Fig. 1: The Gibbs state preparation algorithm for linear spin chains.

a From the input Hamiltonian H_2N of a 2N − spin site chain, b we can define the global Gibbs state of the system via its density of states \({\rho }_{2N}={e}^{-\beta {H}_{2N}}/{\mathcal{Z}}\), where β is the inverse temperature 1/k_BT and \({\mathcal{Z}}\) is the partition function of the system. c A local cluster expansion is devised to prepare the Gibbs state. We begin with a half-cut expansion of the Gibbs state, going from ρ_2N to ρ_N ⊗ ρ_N, leaving us with an expansion of order \({\mathcal{O}}(\beta )\). We define the cluster cumulant terms Δ_n as described in Eq. (2). They are considered to be classically simulatable as they are not mixed states.
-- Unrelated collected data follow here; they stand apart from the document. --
use crossterm::event::DisableMouseCapture;
use crossterm::event::EnableMouseCapture;
use crossterm::terminal::EnterAlternateScreen;
use crossterm::terminal::LeaveAlternateScreen;
use crossterm::terminal::disable_raw_mode;
use crossterm::terminal::enable_raw_mode;
use ratatui::Terminal;
use ratatui::backend::CrosstermBackend;
use ratatui::layout::Rect;
use ratatui::style::Stylize;
use ratatui::text::Line;
use ratatui::text::Span;
use ratatui::widgets::Block;
use ratatui::widgets::Borders;
use simplelog::Config;
use simplelog::LevelFilter;
use simplelog::WriteLogger;
use std::fs::File;
use std::io;
use std::time::Duration;
use std::time::Instant;
use tabular_view::calendar::CalendarMonth;
use tabular_view::calendar::MonthGrid;
use tabular_view::config::TableConfig;
use tabular_view::crossterm_input::input_event_from_crossterm;
use tabular_view::help::HelpBar;
use tabular_view::help::HelpBarOptions;
use tabular_view::input::InputEvent;
use tabular_view::input::KeyCode;
use tabular_view::table::Column;
use tabular_view::table::Row;
use tabular_view::table::TableAction;
use tabular_view::table::TableView;
use tabular_view::table::Value;
use tabular_view::theme::Theme;
use tabular_view::toast::Toast;
use tabular_view::toast::ToastKind;
use tabular_view::toast::ToastPosition;
use tabular_view::toast::ToastQueue;

const PEOPLE: &str = r#"[
    {"id": 1, "name": "John Doe",    "email": "john@example.com"},
    {"id": 2, "name": "Jane Smith",  "email": "jane@example.com"},
    {"id": 3, "name": "Bob Johnson", "email": "bob@example.com"},
    {"id": 4, "name": "Alice Brown", "email": "alice@example.com"},
    {"id": 5, "name": "John Doe",    "email": "john@example.com"},
    {"id": 6, "name": "Jane Smith",  "email": "jane@example.com"}
]"#;

const LOAD_TIME: Duration = Duration::from_secs(2);

struct App {
    table: TableView<Row>,
    toasts: ToastQueue,
    month: CalendarMonth,
    today: chrono::NaiveDate,
    loading_until: Option<Instant>,
}

fn main() -> io::Result<()> {
    let log_file = File::create("tabular-view-demo.log")?;
    WriteLogger::init(LevelFilter::Debug, Config::default(), log_file).map_err(io::Error::other)?;

    let config = match std::env::args().nth(1) {
        Some(path) => TableConfig::load(path).map_err(io::Error::other)?,
        None => TableConfig {
            pagination: true,
            page_size: 5,
            ..Default::default()
        },
    };

    let mut rows: Vec<Row> = serde_json::from_str(PEOPLE).map_err(io::Error::other)?;
    rows.extend((7..=42).map(|id| {
        Row::new()
            .with("id", id)
            .with("name", format!("User {id:02}"))
            .with("email", format!("user{id}@example.com"))
    }));

    let mut table = TableView::with_options(config.to_options());
    table.set_columns(if config.columns.is_empty() {
        default_columns()
    } else {
        config.columns()
    });
    table.set_rows(rows);
    table.set_on_row_click(|row: &Row| log::info!("row clicked: {:?}", row.get("id")));

    let today = chrono::Local::now().date_naive();
    let mut app = App {
        table,
        toasts: ToastQueue::new(),
        month: CalendarMonth::containing(today),
        today,
        loading_until: None,
    };

    let mut stdout = io::stdout();
    enable_raw_mode()?;
    crossterm::execute!(stdout, EnterAlternateScreen, EnableMouseCapture)?;

    let backend = CrosstermBackend::new(stdout);
    let mut terminal = Terminal::new(backend)?;

    let res = run(&mut terminal, &Theme::default(), &mut app);

    disable_raw_mode()?;
    crossterm::execute!(
        terminal.backend_mut(),
        LeaveAlternateScreen,
        DisableMouseCapture
    )?;
    terminal.show_cursor()?;
    res
}

fn default_columns() -> Vec<Column<Row>> {
    vec![
        Column::new("id", "ID").width(4),
        Column::new("name", "Name"),
        Column::new("email", "Email"),
        Column::new("action", "Action")
            .sortable(false)
            .width(15)
            .render_with(|_: &Value, _: &Row, _: usize| -> Line<'static> {
                Line::from(vec![
                    Span::raw("[Edit]").cyan(),
                    Span::raw(" "),
                    Span::raw("[Delete]").red(),
                ])
            }),
    ]
}

fn run<B: ratatui::backend::Backend>(
    terminal: &mut Terminal<B>,
    theme: &Theme,
    app: &mut App,
) -> io::Result<()> {
    loop {
        let now = Instant::now();
        app.toasts.tick(now);
        if app.loading_until.is_some_and(|until| now >= until) {
            app.loading_until = None;
            app.table.set_loading(false);
            app.toasts.push(
                Toast::new(ToastKind::Success, "Loading completed successfully!")
                    .duration(Duration::from_millis(2000)),
            );
        }

        terminal.draw(|f| {
            let area = f.area();
            let block = Block::default()
                .title("TabularView (s sort, n/p pages, L load, c compact, b borders, [ ] month, q)")
                .borders(Borders::ALL);
            let inner = block.inner(area);
            f.render_widget(block, area);

            let buf = f.buffer_mut();
            let side_w = 22.min(inner.width / 3);
            let table_area = Rect::new(
                inner.x,
                inner.y,
                inner.width - side_w,
                inner.height.saturating_sub(1),
            );
            let help_area = Rect::new(inner.x, inner.y + table_area.height, inner.width, 1);
            let side_area = Rect::new(
                inner.x + table_area.width + 1,
                inner.y,
                side_w.saturating_sub(1),
                table_area.height.min(8),
            );

            app.table.render(table_area, buf, theme);

            let mut grid = MonthGrid::new(app.month);
            grid.today = Some(app.today);
            grid.render(side_area, buf, theme);

            let help = HelpBar::for_table(
                &app.table.options().bindings,
                app.table.options().pagination,
                HelpBarOptions {
                    style: theme.text_muted,
                    key_style: theme.accent,
                    ..Default::default()
                },
            );
            help.render_ref(help_area, buf);

            app.toasts.render(inner, buf, theme);
        })?;

        if !crossterm::event::poll(Duration::from_millis(50))? {
            continue;
        }
        let Some(ev) = input_event_from_crossterm(crossterm::event::read()?) else {
            continue;
        };

        if let InputEvent::Key(key) = &ev {
            match key.code {
                KeyCode::Char('q') => return Ok(()),
                KeyCode::Char('L') => {
                    app.table.set_loading(true);
                    app.loading_until = Some(Instant::now() + LOAD_TIME);
                    app.toasts
                        .success("Loading started! This will complete in 2 seconds.");
                    continue;
                }
                KeyCode::Char('c') | KeyCode::Char('b') => {
                    let mut options = app.table.options().clone();
                    if key.code == KeyCode::Char('c') {
                        options.compact = !options.compact;
                    } else {
                        options.bordered = !options.bordered;
                    }
                    app.table.set_options(options);
                    continue;
                }
                KeyCode::Char('[') => {
                    app.month = app.month.prev();
                    continue;
                }
                KeyCode::Char(']') => {
                    app.month = app.month.next();
                    continue;
                }
                _ => {}
            }
        }

        match app.table.handle_event(ev) {
            TableAction::RowActivated(index) => {
                let name = app.table.rows()[index]
                    .get("name")
                    .map(ToString::to_string)
                    .unwrap_or_default();
                app.toasts.push(
                    Toast::new(ToastKind::Info, format!("Clicked on: {name}"))
                        .duration(Duration::from_millis(2000))
                        .position(ToastPosition::TopCenter),
                );
            }
            TableAction::SortChanged { key, direction } => {
                log::info!("sorted by {key} {direction:?}");
            }
            TableAction::PageChanged(_)
            | TableAction::PageSizeChanged(_)
            | TableAction::Redraw
            | TableAction::None => {}
        }
    }
}
use serde::Deserialize;
use serde::Serialize;
use std::borrow::Cow;
use std::cmp::Ordering;
use std::collections::BTreeMap;
use std::fmt;

/// A dynamically typed cell value.
///
/// `Value` has a total order so that sorting is well defined for any data:
///
/// - kinds rank `Null < Bool < number < Text`, so a missing field sorts before any present one
///   (the same way `None < Some(_)`);
/// - `Int` and `Float` compare exactly with each other (an integer equals a float only when the
///   float represents it without rounding), floats by IEEE total order;
/// - text compares by code point, without locale rules.
#[derive(Clone, Debug, Default, Serialize, Deserialize)]
#[serde(untagged)]
pub enum Value {
    #[default]
    Null,
    Bool(bool),
    Int(i64),
    Float(f64),
    Text(String),
}

impl Value {
    pub fn is_null(&self) -> bool {
        matches!(self, Value::Null)
    }

    pub fn as_str(&self) -> Option<&str> {
        match self {
            Value::Text(s) => Some(s),
            _ => None,
        }
    }

    fn rank(&self) -> u8 {
        match self {
            Value::Null => 0,
            Value::Bool(_) => 1,
            Value::Int(_) | Value::Float(_) => 2,
            Value::Text(_) => 3,
        }
    }
}

impl Ord for Value {
    fn cmp(&self, other: &Self) -> Ordering {
        match (self, other) {
            (Value::Null, Value::Null) => Ordering::Equal,
            (Value::Bool(a), Value::Bool(b)) => a.cmp(b),
            (Value::Int(a), Value::Int(b)) => a.cmp(b),
            (Value::Float(a), Value::Float(b)) => a.total_cmp(b),
            (Value::Int(a), Value::Float(b)) => cmp_int_float(*a, *b),
            (Value::Float(a), Value::Int(b)) => cmp_int_float(*b, *a).reverse(),
            (Value::Text(a), Value::Text(b)) => a.cmp(b),
            _ => self.rank().cmp(&other.rank()),
        }
    }
}

/// Exact comparison of an integer with a float.
///
/// `i as f64` rounds to nearest, so a non-equal result is already correct. An equal result means
/// `f` is integral and within `i64`'s magnitude, where `i128` holds both exactly.
fn cmp_int_float(i: i64, f: f64) -> Ordering {
    match (i as f64).total_cmp(&f) {
        Ordering::Equal => i128::from(i).cmp(&(f as i128)),
        ord => ord,
    }
}

impl PartialOrd for Value {
    fn partial_cmp(&self, other: &Self) -> Option<Ordering> {
        Some(self.cmp(other))
    }
}

impl PartialEq for Value {
    fn eq(&self, other: &Self) -> bool {
        self.cmp(other) == Ordering::Equal
    }
}

impl Eq for Value {}

/// Default cell display. `Null` renders as nothing.
impl fmt::Display for Value {
    fn fmt(&self, f: &mut fmt::Formatter<'_>) -> fmt::Result {
        match self {
            Value::Null => Ok(()),
            Value::Bool(b) => write!(f, "{b}"),
            Value::Int(n) => write!(f, "{n}"),
            Value::Float(n) => write!(f, "{n}"),
            Value::Text(s) => f.write_str(s),
        }
    }
}

impl From<bool> for Value {
    fn from(v: bool) -> Self {
        Value::Bool(v)
    }
}

impl From<i64> for Value {
    fn from(v: i64) -> Self {
        Value::Int(v)
    }
}

impl From<i32> for Value {
    fn from(v: i32) -> Self {
        Value::Int(v.into())
    }
}

impl From<u32> for Value {
    fn from(v: u32) -> Self {
        Value::Int(v.into())
    }
}

impl From<f64> for Value {
    fn from(v: f64) -> Self {
        Value::Float(v)
    }
}

impl From<&str> for Value {
    fn from(v: &str) -> Self {
        Value::Text(v.to_string())
    }
}

impl From<String> for Value {
    fn from(v: String) -> Self {
        Value::Text(v)
    }
}

impl<T: Into<Value>> From<Option<T>> for Value {
    fn from(v: Option<T>) -> Self {
        v.map(Into::into).unwrap_or(Value::Null)
    }
}

/// Read access to one row of table data.
///
/// The table never interprets a row beyond looking up fields by column key, so any type can be
/// displayed by implementing this trait.
pub trait TableRow {
    /// The value stored under `key`, or [`Value::Null`] when the row has no such field.
    fn value(&self, key: &str) -> Cow<'_, Value>;

    /// Stable identity for the row, read from its `id` field by default.
    fn row_id(&self) -> Option<Value> {
        let id = self.value("id");
        (!id.is_null()).then(|| id.into_owned())
    }
}

/// Identity of a rendered row: its `id` when it has one, otherwise its position on the page.
#[derive(Clone, Debug, PartialEq, Eq)]
pub enum RowKey {
    Id(Value),
    Position(usize),
}

/// A ready-made row: an ordered map from column key to [`Value`].
///
/// Deserializes from a flat JSON/TOML object, e.g. `{"id": 1, "name": "John Doe"}`. Field values
/// must be scalars or null: a nested array or object fails deserialization of the whole row.
/// Rows with nested data should implement [`TableRow`] on their own type instead.
#[derive(Clone, Debug, Default, PartialEq, Serialize, Deserialize)]
#[serde(transparent)]
pub struct Row {
    fields: BTreeMap<String, Value>,
}

impl Row {
    pub fn new() -> Self {
        Self::default()
    }

    pub fn with(mut self, key: impl Into<String>, value: impl Into<Value>) -> Self {
        self.insert(key, value);
        self
    }

    pub fn insert(&mut self, key: impl Into<String>, value: impl Into<Value>) {
        self.fields.insert(key.into(), value.into());
    }

    pub fn get(&self, key: &str) -> Option<&Value> {
        self.fields.get(key)
    }
}

impl TableRow for Row {
    fn value(&self, key: &str) -> Cow<'_, Value> {
        self.fields
            .get(key)
            .map(Cow::Borrowed)
            .unwrap_or(Cow::Owned(Value::Null))
    }
}

impl<K: Into<String>, V: Into<Value>> FromIterator<(K, V)> for Row {
    fn from_iter<I: IntoIterator<Item = (K, V)>>(iter: I) -> Self {
        Self {
            fields: iter
                .into_iter()
                .map(|(k, v)| (k.into(), v.into()))
                .collect(),
        }
    }
}
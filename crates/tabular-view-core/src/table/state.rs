//! Table state and its reducer.
//!
//! [`TableState`] never changes in place: [`TableState::reduce`] maps the old state and one
//! [`TableEvent`] to a [`Transition`] holding the next state and what changed.

use super::column::Column;
use super::column::find_column;
use super::paginate::PageState;
use super::sort::SortDirection;
use super::sort::SortState;

/// Mutually exclusive display states of a table.
#[derive(Clone, Copy, Debug, PartialEq, Eq)]
pub enum TableStatus {
    /// The host is still fetching data. Nothing is rendered and input is ignored.
    Loading,
    /// Not loading and no rows.
    Empty,
    Populated,
}

impl TableStatus {
    /// Loading takes precedence over the row count.
    pub fn from_flags(loading: bool, rows: usize) -> Self {
        if loading {
            TableStatus::Loading
        } else if rows == 0 {
            TableStatus::Empty
        } else {
            TableStatus::Populated
        }
    }

    pub fn is_interactive(self) -> bool {
        self == TableStatus::Populated
    }
}

#[derive(Clone, Debug, PartialEq, Eq)]
pub enum TableEvent {
    /// Header activation for the column with this key.
    Sort(String),
    GoToPage(usize),
    FirstPage,
    PreviousPage,
    NextPage,
    LastPage,
    SetPageSize(usize),
}

/// What a transition changed, for the host to react to.
#[derive(Clone, Debug, PartialEq, Eq)]
pub enum TableChange {
    Unchanged,
    SortChanged {
        key: String,
        direction: SortDirection,
    },
    PageChanged(usize),
    PageSizeChanged(usize),
}

#[derive(Clone, Debug, PartialEq, Eq)]
pub struct Transition {
    pub state: TableState,
    pub change: TableChange,
}

/// Everything outside [`TableState`] that a transition depends on.
pub struct ReduceContext<'a, R> {
    pub columns: &'a [Column<R>],
    pub row_count: usize,
    pub loading: bool,
    /// Table-wide sort switch; per-column `sortable` can only narrow it.
    pub sortable: bool,
    pub pagination: bool,
}

impl<R> ReduceContext<'_, R> {
    pub fn status(&self) -> TableStatus {
        TableStatus::from_flags(self.loading, self.row_count)
    }

    fn can_sort_by(&self, key: &str) -> bool {
        self.sortable && find_column(self.columns, key).is_some_and(|c| c.sortable)
    }
}

#[derive(Clone, Debug, Default, PartialEq, Eq)]
pub struct TableState {
    pub sort: SortState,
    pub page: PageState,
}

impl TableState {
    pub fn new(page_size: usize) -> Self {
        Self {
            sort: SortState::unsorted(),
            page: PageState::new(page_size),
        }
    }

    pub fn reduce<R>(&self, event: &TableEvent, ctx: &ReduceContext<'_, R>) -> Transition {
        if !ctx.status().is_interactive() {
            return self.unchanged();
        }

        match event {
            TableEvent::Sort(key) => {
                if !ctx.can_sort_by(key) {
                    return self.unchanged();
                }
                let sort = self.sort.toggled(key);
                let change = TableChange::SortChanged {
                    key: key.clone(),
                    direction: sort.direction,
                };
                Transition {
                    state: TableState {
                        sort,
                        page: self.page,
                    },
                    change,
                }
            }
            TableEvent::SetPageSize(size) => {
                if !ctx.pagination {
                    return self.unchanged();
                }
                match self.page.with_page_size(*size) {
                    Some(page) if page != self.page => Transition {
                        state: TableState {
                            sort: self.sort.clone(),
                            page,
                        },
                        change: TableChange::PageSizeChanged(*size),
                    },
                    _ => self.unchanged(),
                }
            }
            page_event => {
                if !ctx.pagination {
                    return self.unchanged();
                }
                let current = self.page.current_page();
                let target = match page_event {
                    TableEvent::GoToPage(n) => *n,
                    TableEvent::FirstPage => 1,
                    TableEvent::PreviousPage => current.saturating_sub(1),
                    TableEvent::NextPage => current + 1,
                    TableEvent::LastPage => self.page.total_pages(ctx.row_count),
                    TableEvent::Sort(_) | TableEvent::SetPageSize(_) => current,
                };
                match self.page.go_to(target, ctx.row_count) {
                    Some(page) if page != self.page => Transition {
                        state: TableState {
                            sort: self.sort.clone(),
                            page,
                        },
                        change: TableChange::PageChanged(target),
                    },
                    _ => self.unchanged(),
                }
            }
        }
    }

    /// Re-establishes the page invariant after the host replaced the rows.
    pub fn clamped(&self, row_count: usize) -> TableState {
        TableState {
            sort: self.sort.clone(),
            page: self.page.clamped(row_count),
        }
    }

    fn unchanged(&self) -> Transition {
        Transition {
            state: self.clone(),
            change: TableChange::Unchanged,
        }
    }
}

#[cfg(test)]
mod tests {
    use super::*;
    use crate::table::Row;

    fn columns() -> Vec<Column<Row>> {
        vec![
            Column::new("id", "ID"),
            Column::new("name", "Name"),
            Column::new("action", "Action").sortable(false),
        ]
    }

    fn ctx(columns: &[Column<Row>], rows: usize) -> ReduceContext<'_, Row> {
        ReduceContext {
            columns,
            row_count: rows,
            loading: false,
            sortable: true,
            pagination: true,
        }
    }

    #[test]
    fn loading_wins_over_row_count() {
        assert_eq!(TableStatus::from_flags(true, 0), TableStatus::Loading);
        assert_eq!(TableStatus::from_flags(true, 9), TableStatus::Loading);
        assert_eq!(TableStatus::from_flags(false, 0), TableStatus::Empty);
        assert_eq!(TableStatus::from_flags(false, 1), TableStatus::Populated);
    }

    #[test]
    fn sorting_toggles_and_reports_direction() {
        let cols = columns();
        let c = ctx(&cols, 6);
        let t = TableState::new(5).reduce(&TableEvent::Sort("name".into()), &c);
        assert_eq!(
            t.change,
            TableChange::SortChanged {
                key: "name".into(),
                direction: SortDirection::Ascending
            }
        );
        let t = t.state.reduce(&TableEvent::Sort("name".into()), &c);
        assert_eq!(t.state.sort, SortState::by("name", SortDirection::Descending));
    }

    #[test]
    fn non_sortable_or_unknown_columns_are_ignored() {
        let cols = columns();
        let c = ctx(&cols, 6);
        let s = TableState::new(5);
        assert_eq!(s.reduce(&TableEvent::Sort("action".into()), &c).change, TableChange::Unchanged);
        assert_eq!(s.reduce(&TableEvent::Sort("nope".into()), &c).change, TableChange::Unchanged);

        let c = ReduceContext {
            sortable: false,
            ..ctx(&cols, 6)
        };
        assert_eq!(s.reduce(&TableEvent::Sort("name".into()), &c).change, TableChange::Unchanged);
    }

    #[test]
    fn page_requests_outside_bounds_do_nothing() {
        let cols = columns();
        let c = ctx(&cols, 6);
        let s = TableState::new(5);
        assert_eq!(s.reduce(&TableEvent::GoToPage(0), &c).state, s);
        assert_eq!(s.reduce(&TableEvent::GoToPage(3), &c).state, s);
        assert_eq!(s.reduce(&TableEvent::PreviousPage, &c).change, TableChange::Unchanged);

        let t = s.reduce(&TableEvent::LastPage, &c);
        assert_eq!(t.change, TableChange::PageChanged(2));
        assert_eq!(t.state.reduce(&TableEvent::NextPage, &c).change, TableChange::Unchanged);
    }

    #[test]
    fn page_size_change_resets_page() {
        let cols = columns();
        let c = ctx(&cols, 6);
        let s = TableState::new(5).reduce(&TableEvent::GoToPage(2), &c).state;
        let t = s.reduce(&TableEvent::SetPageSize(10), &c);
        assert_eq!(t.change, TableChange::PageSizeChanged(10));
        assert_eq!(t.state.page.current_page(), 1);
        assert_eq!(t.state.page.page_size(), 10);
    }

    #[test]
    fn nothing_changes_while_loading_or_empty() {
        let cols = columns();
        let loading = ReduceContext {
            loading: true,
            ..ctx(&cols, 6)
        };
        let s = TableState::new(5);
        assert_eq!(s.reduce(&TableEvent::Sort("id".into()), &loading).change, TableChange::Unchanged);
        let empty = ctx(&cols, 0);
        assert_eq!(s.reduce(&TableEvent::Sort("id".into()), &empty).change, TableChange::Unchanged);
    }

    #[test]
    fn page_events_are_ignored_without_pagination() {
        let cols = columns();
        let c = ReduceContext {
            pagination: false,
            ..ctx(&cols, 60)
        };
        let s = TableState::new(5);
        assert_eq!(s.reduce(&TableEvent::NextPage, &c).change, TableChange::Unchanged);
        assert_eq!(s.reduce(&TableEvent::SetPageSize(10), &c).change, TableChange::Unchanged);
    }
}
//! Sortable, paginated data tables for `ratatui`, plus a month grid and a toast queue.
//!
//! This crate re-exports `tabular-view-core`. Enable the `crossterm` feature to convert crossterm
//! events into [`input::InputEvent`].
//!
//! ```
//! use tabular_view::prelude::*;
//!
//! let mut table: TableView<Row> = TableView::with_options(TableViewOptions {
//!     pagination: true,
//!     page_size: 2,
//!     ..Default::default()
//! });
//! table.set_columns(vec![Column::new("name", "Name"), Column::new("age", "Age")]);
//! table.set_rows(vec![
//!     Row::new().with("name", "Jane").with("age", 30),
//!     Row::new().with("name", "Bob").with("age", 25),
//!     Row::new().with("name", "Alice").with("age", 35),
//! ]);
//!
//! table.sort_by("age");
//! assert_eq!(table.visible_indices(), &[1, 0]);
//! table.go_to_page(2);
//! assert_eq!(table.visible_indices(), &[2]);
//! ```

pub use tabular_view_core::calendar;
pub use tabular_view_core::config;
pub use tabular_view_core::error;
pub use tabular_view_core::help;
pub use tabular_view_core::input;
pub use tabular_view_core::keymap;
pub use tabular_view_core::render;
pub use tabular_view_core::table;
pub use tabular_view_core::theme;
pub use tabular_view_core::toast;

#[cfg(feature = "crossterm")]
pub use tabular_view_core::crossterm_input;

pub mod prelude {
    pub use crate::calendar::CalendarMonth;
    pub use crate::calendar::DateBounds;
    pub use crate::calendar::MonthGrid;
    pub use crate::config::TableConfig;
    pub use crate::help::HelpBar;
    pub use crate::input::InputEvent;
    pub use crate::table::Column;
    pub use crate::table::PageItem;
    pub use crate::table::Row;
    pub use crate::table::SortDirection;
    pub use crate::table::TableAction;
    pub use crate::table::TableRow;
    pub use crate::table::TableStatus;
    pub use crate::table::TableView;
    pub use crate::table::TableViewOptions;
    pub use crate::table::Value;
    pub use crate::theme::Theme;
    pub use crate::toast::Toast;
    pub use crate::toast::ToastKind;
    pub use crate::toast::ToastQueue;
}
They are used to include the cross-boundary interaction terms missing from the expansion after the half-cut. d By writing out the expansion with both the half-cut approximation and the cross-boundary cumulant terms, we can obtain an expansion of higher accuracy in β (i.e., \({\mathcal{O}}({\beta }^{n})\), where n is the chain length of the largest Δ_n term included) without needing to sample from larger clusters. Different considerations would be needed in the case of going beyond 1D, as we would need to instead define the cumulant terms as Δ_T(n), accounting for the different topologies T(n) that could be embedded across the boundary of the half-cut of said lattice.